• **YOUR INSTRUCTIONS**: How many lines in the material below include the string "Some"? Only the number should be given.

(PROVIDED INFORMATION Opens)

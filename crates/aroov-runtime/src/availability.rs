use aroov_client::GatewayError;
use aroov_types::{AvailabilityRequest, CalendarEvent, DateRange};
use std::cell::RefCell;
use tracing::{debug, warn};

use crate::context::PageContext;
use crate::document::{Anchor, ButtonState, Field};
use crate::error::{Error, Result};

pub const CONFIRM_BUTTON: &str = "save-avail-btn";
const CONFIRM_LABEL: &str = "Confirm";
const SAVING_LABEL: &str = "Saving...";

/// Free-date ranges on the profile calendar.
///
/// The calendar widget itself is out of scope; this owns the events it is fed,
/// the date-range dialog and the requests behind them.
pub struct AvailabilityPlanner {
    ctx: PageContext,
    selection: RefCell<Option<DateRange>>,
    events: RefCell<Vec<CalendarEvent>>,
}

impl AvailabilityPlanner {
    pub fn new(ctx: PageContext) -> Self {
        Self {
            ctx,
            selection: RefCell::new(None),
            events: RefCell::new(Vec::new()),
        }
    }

    /// Fetch every calendar event (trips and availability).
    pub async fn refresh(&self) -> std::result::Result<Vec<CalendarEvent>, GatewayError> {
        let events = self.ctx.api.calendar().await?;
        *self.events.borrow_mut() = events.clone();
        Ok(events)
    }

    pub fn events(&self) -> Vec<CalendarEvent> {
        self.events.borrow().clone()
    }

    pub fn selection(&self) -> Option<DateRange> {
        *self.selection.borrow()
    }

    /// Open the dialog for a dragged range. The label shows the last day
    /// rather than the exclusive end.
    pub fn select_range(&self, range: DateRange) {
        let document = &self.ctx.document;
        document.set_text(Anchor::AvailabilityRange, &range.label());
        document.set_button(CONFIRM_BUTTON, ButtonState::enabled(CONFIRM_LABEL));
        document.show(Anchor::AvailabilityModal);
        *self.selection.borrow_mut() = Some(range);
    }

    pub fn cancel(&self) {
        self.ctx.document.hide(Anchor::AvailabilityModal);
        *self.selection.borrow_mut() = None;
    }

    pub async fn save(&self, note: &str) -> Result<AvailabilityRequest> {
        let Some(range) = self.selection() else {
            return Err(Error::InvalidInput("No dates selected".to_string()));
        };
        let request = AvailabilityRequest::new(range, note.trim());

        let document = &self.ctx.document;
        document.set_value(Field::EventNote, note);
        document.set_button(CONFIRM_BUTTON, ButtonState::busy(SAVING_LABEL));
        let response = self.ctx.api.add_availability(&request).await;
        document.set_button(CONFIRM_BUTTON, ButtonState::enabled(CONFIRM_LABEL));

        match response {
            Ok(()) => {
                if let Err(err) = self.refresh().await {
                    warn!(error = %err, "could not refresh calendar");
                }
                document.hide(Anchor::AvailabilityModal);
                document.set_value(Field::EventNote, "");
                *self.selection.borrow_mut() = None;
                Ok(request)
            }
            Err(err) => {
                let message = if err.is_network() {
                    "Server error."
                } else {
                    "Failed to save. Please try again."
                };
                self.ctx.host.alert(message);
                Err(err.into())
            }
        }
    }

    /// Delete an availability range after confirmation. Other events (booked
    /// trips) cannot be removed here; `Ok(false)` means nothing was sent.
    pub async fn remove(&self, event: &CalendarEvent) -> Result<bool> {
        if !event.is_user_availability() {
            debug!(id = %event.id, "only availability ranges can be removed");
            return Ok(false);
        }
        let question = format!("Remove availability for \"{}\"?", event.title);
        if !self.ctx.host.confirm(&question) {
            return Ok(false);
        }

        self.ctx.api.remove_availability(&event.id).await?;
        self.events.borrow_mut().retain(|e| e.id != event.id);
        Ok(true)
    }
}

(PROVIDED INFORMATION Closes)

• **TASK SOLUTION**: 2